In Cina si decolla … forse si atterra.
Di questi giorni il cielo dell’ex Celeste Impero non è celeste per nulla, bensì coperto di nubi. I ritardi nei voli da e per gli aeroporti cinesi, i peggiori al mondo in fatto di puntualità, sono ormai diventati di proporzioni leggendarie. Dai cieli lo stress si trasferisce ai viaggiatori, al punto che le compagnie aeree stanno allenando i propri dipendenti al combattimento corpo a corpo per rispondere alle botte che sempre più frequentemente ricevono da passeggeri alterati.
Il Paese è cresciuto in fretta, troppo rispetto alla capacità di adattamento delle forze militari che controllano l’80% dello spazio aereo; a ciò si sommano vari errori manageriali. Il governo cinese considera queste percentuali sulle cause dei ritardi: 42,3% management delle compagnie; 26,1% controllo del traffico; 20,9% il clima; 7% esercizi militari.
Prima di arrivare al collasso totale la CAAC, Amministrazione dell’Aviazione Civile Cinese, ha decretato la misura di unrestricted take-off, decollaggio senza restrizioni, per gli 8 maggiori aeroporti del Paese.

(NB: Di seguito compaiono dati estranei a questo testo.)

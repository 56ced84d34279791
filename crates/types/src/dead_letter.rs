//! Dead-letter records for rejected events

use crate::validation::RejectionReason;
use chrono::{DateTime, Utc};
use serde::{Deserialize, Serialize};
use uuid::Uuid;

/// A rejected inbound payload, kept verbatim with its rejection reason
#[derive(Debug, Clone, PartialEq, Serialize, Deserialize)]
pub struct DeadLetterRecord {
    pub id: Uuid,
    pub original_payload: serde_json::Value,
    pub reason: RejectionReason,
    pub received_at: DateTime<Utc>,
}

impl DeadLetterRecord {
    pub fn new(original_payload: serde_json::Value, reason: RejectionReason) -> Self {
        Self {
            id: Uuid::new_v4(),
            original_payload,
            reason,
            received_at: Utc::now(),
        }
    }
}

#[cfg(test)]
mod tests {
    use super::*;
    use crate::validation::EventField;

    #[test]
    fn test_dead_letter_record_roundtrip() {
        let record = DeadLetterRecord::new(
            serde_json::json!({"event_id": ""}),
            RejectionReason::MissingField {
                field: EventField::EventId,
            },
        );

        let line = serde_json::to_string(&record).unwrap();
        let decoded: DeadLetterRecord = serde_json::from_str(&line).unwrap();
        assert_eq!(decoded, record);
    }
}
//! Windowed stream aggregation for LLM telemetry
//!
//! This crate consumes validated events from the partitioned log, folds them
//! into tumbling event-time windows keyed by model and model version, and
//! emits one finalized row per window and key to a sink. Offsets and window
//! state are committed atomically, so each event is counted exactly once even
//! across crashes and redelivery.

pub mod aggregation;
pub mod aggregator;
pub mod error;
pub mod sink;
pub mod state;
pub mod watermark;
pub mod window;

pub use aggregation::{Accumulator, LatencySketch, MetricDelta};
pub use aggregator::{AggregatorConfig, AggregatorStats, WindowAggregator};
pub use error::{
    ProcessorError, Result as ProcessorResult, SinkError, StateError, Transient, WindowError,
};
pub use sink::{AggregateSink, JsonLinesSink, MemorySink, UpsertOutcome};
pub use state::{
    AggregationStateStore, ClosedWindow, CommitOutcome, FoldBatch, MemoryStateStore,
    OffsetCursor, OpenWindow, SledConfig, SledStateStore, VerifyReport, WindowClosure,
};
pub use watermark::{Watermark, WatermarkConfig, WatermarkTracker};
pub use window::{TumblingWindows, WindowBounds, WindowKey};
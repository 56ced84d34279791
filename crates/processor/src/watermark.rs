//! Per-partition event-time watermarks
//!
//! A partition's watermark is the largest event time observed on it minus the
//! allowed lateness. Watermarks never move backwards. A window may close once
//! every partition of the log has a watermark at or past the window end, since
//! any partition may still hold events for it.
//!
//! Partitions that go quiet would otherwise hold back every window. When a
//! partition has seen no events for longer than the idle timeout, its
//! watermark is extrapolated forward by the wall-clock time elapsed since its
//! last event. A registered partition that has never seen an event is raised
//! to the slowest watermark among the partitions that have, once it has been
//! silent for the idle timeout.
//!
//! # Example
//!
//! ```rust
//! use processor::watermark::{WatermarkConfig, WatermarkTracker};
//! use std::time::Duration;
//!
//! let tracker = WatermarkTracker::new(WatermarkConfig {
//!     allowed_lateness: Duration::from_secs(10),
//!     idle_timeout: None,
//! });
//!
//! let watermark = tracker.observe(0, 60_000);
//! assert_eq!(watermark.timestamp, 50_000);
//! ```

use chrono::{DateTime, Utc};
use dashmap::DashMap;
use serde::{Deserialize, Serialize};
use std::time::{Duration, Instant};
use tracing::{debug, trace};

/// Event-time progress marker, in milliseconds since epoch
#[derive(Debug, Clone, Copy, PartialEq, Eq, PartialOrd, Ord, Hash, Serialize, Deserialize)]
pub struct Watermark {
    pub timestamp: i64,
}

impl Watermark {
    pub fn new(timestamp: i64) -> Self {
        Self { timestamp }
    }

    pub fn from_datetime(dt: DateTime<Utc>) -> Self {
        Self {
            timestamp: dt.timestamp_millis(),
        }
    }

    /// Returns `None` for the sentinel watermarks outside chrono's range
    pub fn to_datetime(&self) -> Option<DateTime<Utc>> {
        DateTime::from_timestamp_millis(self.timestamp)
    }

    /// Watermark of a partition that has seen nothing
    pub fn min() -> Self {
        Self { timestamp: i64::MIN }
    }

    pub fn max() -> Self {
        Self { timestamp: i64::MAX }
    }

    pub fn is_min(&self) -> bool {
        self.timestamp == i64::MIN
    }

    /// Whether everything ending at or before `window_end` is complete
    pub fn has_passed(&self, window_end: i64) -> bool {
        self.timestamp >= window_end
    }
}

impl Default for Watermark {
    fn default() -> Self {
        Self::min()
    }
}

impl std::fmt::Display for Watermark {
    fn fmt(&self, f: &mut std::fmt::Formatter<'_>) -> std::fmt::Result {
        if self.is_min() {
            return write!(f, "Watermark(min)");
        }
        match self.to_datetime() {
            Some(dt) => write!(f, "Watermark({})", dt.to_rfc3339()),
            None => write!(f, "Watermark({}ms)", self.timestamp),
        }
    }
}

/// Watermark tracker configuration
#[derive(Debug, Clone)]
pub struct WatermarkConfig {
    /// How far behind the newest event a watermark trails
    pub allowed_lateness: Duration,
    /// Silence after which a partition's watermark advances with wall time
    pub idle_timeout: Option<Duration>,
}

impl Default for WatermarkConfig {
    fn default() -> Self {
        Self {
            allowed_lateness: Duration::from_secs(10),
            idle_timeout: Some(Duration::from_secs(30)),
        }
    }
}

#[derive(Debug, Clone)]
struct PartitionClock {
    max_event_time: Option<i64>,
    watermark: Watermark,
    last_event_at: Instant,
}

impl PartitionClock {
    fn empty(now: Instant) -> Self {
        Self {
            max_event_time: None,
            watermark: Watermark::min(),
            last_event_at: now,
        }
    }
}

/// Tracks watermarks for every partition of the log
///
/// Shared between partition workers; each worker only advances its own
/// partition but reads the others when deciding whether a window can close.
#[derive(Debug)]
pub struct WatermarkTracker {
    lateness_ms: i64,
    idle_timeout: Option<Duration>,
    partitions: DashMap<u32, PartitionClock>,
}

impl WatermarkTracker {
    pub fn new(config: WatermarkConfig) -> Self {
        Self {
            lateness_ms: duration_millis(config.allowed_lateness),
            idle_timeout: config.idle_timeout,
            partitions: DashMap::new(),
        }
    }

    /// Starts tracking partitions that have not produced events yet
    ///
    /// Their idle time counts from `now`.
    pub fn register<I>(&self, partitions: I, now: Instant)
    where
        I: IntoIterator<Item = u32>,
    {
        for partition in partitions {
            self.partitions
                .entry(partition)
                .or_insert_with(|| PartitionClock::empty(now));
        }
    }

    /// Records an event time for a partition and returns its watermark
    pub fn observe(&self, partition: u32, event_time: i64) -> Watermark {
        self.observe_at(partition, event_time, Instant::now())
    }

    /// Same as [`observe`](Self::observe) with an explicit wall-clock instant
    pub fn observe_at(&self, partition: u32, event_time: i64, now: Instant) -> Watermark {
        let candidate = Watermark::new(event_time.saturating_sub(self.lateness_ms));
        let mut clock = self
            .partitions
            .entry(partition)
            .or_insert_with(|| PartitionClock::empty(now));

        clock.last_event_at = now;
        clock.max_event_time = Some(
            clock
                .max_event_time
                .map_or(event_time, |max| max.max(event_time)),
        );
        if candidate > clock.watermark {
            trace!(partition, watermark = %candidate, "Watermark advanced");
            clock.watermark = candidate;
        }
        clock.watermark
    }

    /// Seeds a partition from a persisted cursor after restart
    pub fn restore(&self, partition: u32, max_event_time: i64) {
        let watermark = self.observe_at(partition, max_event_time, Instant::now());
        debug!(partition, %watermark, "Restored partition watermark");
    }

    /// Current watermark of a partition, `Watermark::min()` if unseen
    pub fn watermark(&self, partition: u32) -> Watermark {
        self.partitions
            .get(&partition)
            .map(|clock| clock.watermark)
            .unwrap_or_default()
    }

    /// Largest event time observed on a partition
    pub fn max_event_time(&self, partition: u32) -> Option<i64> {
        self.partitions
            .get(&partition)
            .and_then(|clock| clock.max_event_time)
    }

    /// Smallest watermark across the given partitions
    ///
    /// An empty set yields `Watermark::min()` so nothing closes by accident.
    pub fn min_watermark<I>(&self, partitions: I) -> Watermark
    where
        I: IntoIterator<Item = u32>,
    {
        partitions
            .into_iter()
            .map(|p| self.watermark(p))
            .min()
            .unwrap_or_default()
    }

    /// Advances idle partitions by the wall time since their last event
    ///
    /// Returns the partitions whose watermark moved.
    pub fn advance_idle(&self, now: Instant) -> Vec<(u32, Watermark)> {
        let Some(idle_timeout) = self.idle_timeout else {
            return Vec::new();
        };

        let mut advanced = Vec::new();
        for mut entry in self.partitions.iter_mut() {
            let partition = *entry.key();
            let clock = entry.value_mut();
            let silent_for = now.saturating_duration_since(clock.last_event_at);
            let Some(max_event_time) = clock.max_event_time else {
                continue;
            };
            if silent_for <= idle_timeout {
                continue;
            }

            let candidate = Watermark::new(
                max_event_time
                    .saturating_sub(self.lateness_ms)
                    .saturating_add(duration_millis(silent_for)),
            );
            if candidate > clock.watermark {
                debug!(
                    partition,
                    watermark = %candidate,
                    silent_ms = duration_millis(silent_for),
                    "Idle partition watermark advanced"
                );
                clock.watermark = candidate;
                advanced.push((partition, candidate));
            }
        }

        // partitions with no events follow the slowest partition that has some
        let floor = self
            .partitions
            .iter()
            .filter(|entry| entry.max_event_time.is_some())
            .map(|entry| entry.watermark)
            .min();
        let Some(floor) = floor else {
            return advanced;
        };
        for mut entry in self.partitions.iter_mut() {
            let partition = *entry.key();
            let clock = entry.value_mut();
            if clock.max_event_time.is_some()
                || now.saturating_duration_since(clock.last_event_at) <= idle_timeout
            {
                continue;
            }
            if floor > clock.watermark {
                debug!(partition, watermark = %floor, "Empty partition watermark advanced");
                clock.watermark = floor;
                advanced.push((partition, floor));
            }
        }
        advanced.sort_unstable_by_key(|(partition, _)| *partition);
        advanced
    }

    pub fn partitions(&self) -> Vec<u32> {
        let mut partitions: Vec<u32> = self.partitions.iter().map(|e| *e.key()).collect();
        partitions.sort_unstable();
        partitions
    }
}

fn duration_millis(duration: Duration) -> i64 {
    i64::try_from(duration.as_millis()).unwrap_or(i64::MAX)
}

#[cfg(test)]
mod tests {
    use super::*;
    use rand::rngs::StdRng;
    use rand::{Rng, SeedableRng};

    fn tracker(lateness_secs: u64, idle_secs: Option<u64>) -> WatermarkTracker {
        WatermarkTracker::new(WatermarkConfig {
            allowed_lateness: Duration::from_secs(lateness_secs),
            idle_timeout: idle_secs.map(Duration::from_secs),
        })
    }

    #[test]
    fn test_watermark_trails_max_event_time() {
        let tracker = tracker(10, None);
        assert_eq!(tracker.observe(0, 60_000), Watermark::new(50_000));
        assert_eq!(tracker.observe(0, 55_000), Watermark::new(50_000));
        assert_eq!(tracker.observe(0, 70_000), Watermark::new(60_000));
        assert_eq!(tracker.max_event_time(0), Some(70_000));
    }

    #[test]
    fn test_unseen_partition_is_min() {
        let tracker = tracker(10, None);
        assert!(tracker.watermark(3).is_min());
        assert!(tracker.min_watermark(Vec::new()).is_min());
    }

    #[test]
    fn test_min_across_partitions() {
        let tracker = tracker(0, None);
        tracker.observe(0, 100);
        tracker.observe(1, 40);
        tracker.observe(2, 300);
        assert_eq!(tracker.min_watermark([0, 1, 2]), Watermark::new(40));
        assert_eq!(tracker.min_watermark([0, 2]), Watermark::new(100));
        assert!(tracker.min_watermark([0, 7]).is_min());
    }

    #[test]
    fn test_monotonic_under_random_arrivals() {
        let tracker = tracker(5, None);
        let mut rng = StdRng::seed_from_u64(7);
        let mut previous = [Watermark::min(); 4];

        for _ in 0..5_000 {
            let partition = rng.gen_range(0..4u32);
            let event_time = rng.gen_range(0..1_000_000i64);
            let watermark = tracker.observe(partition, event_time);
            assert!(watermark >= previous[partition as usize]);
            previous[partition as usize] = watermark;
        }
    }

    #[test]
    fn test_idle_partition_advances_with_wall_time() {
        let tracker = tracker(10, Some(30));
        let start = Instant::now();
        tracker.observe_at(0, 100_000, start);

        // not idle yet
        assert!(tracker.advance_idle(start + Duration::from_secs(20)).is_empty());
        assert_eq!(tracker.watermark(0), Watermark::new(90_000));

        let advanced = tracker.advance_idle(start + Duration::from_secs(45));
        assert_eq!(advanced, vec![(0, Watermark::new(135_000))]);

        // a late straggler does not pull the watermark back
        let watermark = tracker.observe_at(0, 101_000, start + Duration::from_secs(46));
        assert_eq!(watermark, Watermark::new(135_000));
    }

    #[test]
    fn test_registered_empty_partition_holds_back_until_idle() {
        let tracker = tracker(10, Some(30));
        let start = Instant::now();
        tracker.register(0..2, start);
        assert!(tracker.watermark(1).is_min());
        assert_eq!(tracker.max_event_time(1), None);

        tracker.observe_at(0, 100_000, start);
        tracker.observe_at(0, 130_000, start + Duration::from_secs(40));
        assert!(tracker.min_watermark(0..2).is_min());

        // partition 0 is not idle, so partition 1 only catches up to it
        let advanced = tracker.advance_idle(start + Duration::from_secs(45));
        assert_eq!(advanced, vec![(1, Watermark::new(120_000))]);
        assert_eq!(tracker.min_watermark(0..2), Watermark::new(120_000));

        // registering again leaves existing clocks alone
        tracker.register(0..2, start + Duration::from_secs(50));
        assert_eq!(tracker.watermark(1), Watermark::new(120_000));

        // real events still move it forward
        assert_eq!(
            tracker.observe_at(1, 200_000, start + Duration::from_secs(51)),
            Watermark::new(190_000)
        );
    }

    #[test]
    fn test_empty_partition_without_idle_timeout_stays_min() {
        let tracker = tracker(10, None);
        let start = Instant::now();
        tracker.register([0, 1], start);
        tracker.observe_at(0, 100_000, start);
        assert!(tracker.advance_idle(start + Duration::from_secs(3600)).is_empty());
        assert!(tracker.min_watermark([0, 1]).is_min());
    }

    #[test]
    fn test_idle_disabled() {
        let tracker = tracker(10, None);
        let start = Instant::now();
        tracker.observe_at(0, 100_000, start);
        assert!(tracker.advance_idle(start + Duration::from_secs(3600)).is_empty());
    }

    #[test]
    fn test_restore_never_regresses() {
        let tracker = tracker(10, None);
        tracker.observe(1, 500_000);
        tracker.restore(1, 200_000);
        assert_eq!(tracker.watermark(1), Watermark::new(490_000));
        tracker.restore(2, 200_000);
        assert_eq!(tracker.watermark(2), Watermark::new(190_000));
        assert_eq!(tracker.partitions(), vec![1, 2]);
    }

    #[test]
    fn test_display() {
        assert_eq!(Watermark::min().to_string(), "Watermark(min)");
        assert_eq!(
            Watermark::new(0).to_string(),
            "Watermark(1970-01-01T00:00:00+00:00)"
        );
    }
}
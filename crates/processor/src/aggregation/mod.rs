//! Window aggregation primitives
//!
//! [`Accumulator`] holds the running totals for one window and dimension key;
//! [`LatencySketch`] backs its latency percentiles.

mod accumulator;
mod sketch;

pub use accumulator::{event_fingerprint, Accumulator, MetricDelta};
pub use sketch::{LatencySketch, DEFAULT_RELATIVE_ACCURACY};
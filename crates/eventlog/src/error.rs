//! Log client error types

use std::time::Duration;
use thiserror::Error;

/// Errors returned by log backends
#[derive(Error, Debug)]
pub enum LogError {
    #[error("Log unavailable: {0}")]
    Unavailable(String),

    #[error("Log operation timed out after {0:?}")]
    Timeout(Duration),

    #[error("Unknown partition {partition} (log has {count} partitions)")]
    UnknownPartition { partition: u32, count: u32 },

    #[error("Log configuration error: {0}")]
    Config(String),

    #[cfg(feature = "kafka")]
    #[error(transparent)]
    Kafka(#[from] rdkafka::error::KafkaError),
}

impl LogError {
    /// Whether retrying the same operation may succeed
    pub fn is_transient(&self) -> bool {
        match self {
            LogError::Unavailable(_) | LogError::Timeout(_) => true,
            LogError::UnknownPartition { .. } | LogError::Config(_) => false,
            #[cfg(feature = "kafka")]
            LogError::Kafka(e) => !matches!(
                e,
                rdkafka::error::KafkaError::ClientCreation(_)
                    | rdkafka::error::KafkaError::ClientConfig(..)
            ),
        }
    }
}

pub type Result<T> = std::result::Result<T, LogError>;
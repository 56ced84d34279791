//! `state`: read-only view of a sled state store

use colored::Colorize;
use processor::{AggregationStateStore, SledConfig, SledStateStore};
use std::collections::BTreeMap;
use std::path::PathBuf;

pub async fn execute(path: PathBuf) -> anyhow::Result<()> {
    if !path.exists() {
        anyhow::bail!("no state store at {}", path.display());
    }
    let store = SledStateStore::open(SledConfig::new(&path)).await?;

    println!("{}", "Offset cursors".bold());
    let offsets: BTreeMap<_, _> = store.load_offsets().await?.into_iter().collect();
    if offsets.is_empty() {
        println!("  (none)");
    }
    for (partition, cursor) in &offsets {
        let max_event_time = cursor
            .max_event_time
            .and_then(chrono::DateTime::from_timestamp_millis)
            .map(|t| t.to_rfc3339())
            .unwrap_or_else(|| "-".to_string());
        println!(
            "  partition {:>3}  offset {:>10}  max event time {}",
            partition, cursor.offset, max_event_time
        );
    }

    println!("{}", "Open windows".bold());
    let open = store.open_windows().await?;
    if open.is_empty() {
        println!("  (none)");
    }
    for window in &open {
        let partitions: Vec<String> = window.partitions.iter().map(u32::to_string).collect();
        println!(
            "  {}  count {}  partitions [{}]",
            window.key,
            window.count,
            partitions.join(",")
        );
    }

    println!("{}", "Pending emissions".bold());
    let pending = store.pending_emissions().await?;
    if pending.is_empty() {
        println!("  (none)");
    }
    for row in &pending {
        println!(
            "  {} {}  count {}",
            row.window_start.to_rfc3339().yellow(),
            row.dimension_key,
            row.count
        );
    }

    match store.verify().await {
        Ok(report) => println!(
            "{} {}",
            "Verified:".green().bold(),
            serde_json::to_string(&report)?
        ),
        Err(e) => println!("{} {}", "Verification failed:".red().bold(), e),
    }
    Ok(())
}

In poche parole: gli aerei sono obbligati a decollare, anche se non hanno ricevuto l’ok dall’aeroporto di destinazione, appena termina l’imbarco dei passeggeri.
Il provvedimento ha effettivamente ridotto i tempi di attesa prima della partenza, ma ha ovviamente aumentato a dismisura quelli all’arrivo che, a differenza dei primi, si compiono in volo circolando in quota, con grande dispendio di carburante e aumento dei rischi.
Ci si augura che il provvedimento sia temporaneo, un maquillage, perchè quello di cui il sistema aereo cinese ha veramente e urgente bisogno è la liberalizzazione dello spazio aereo e di grossi investimenti nel controllo del traffico.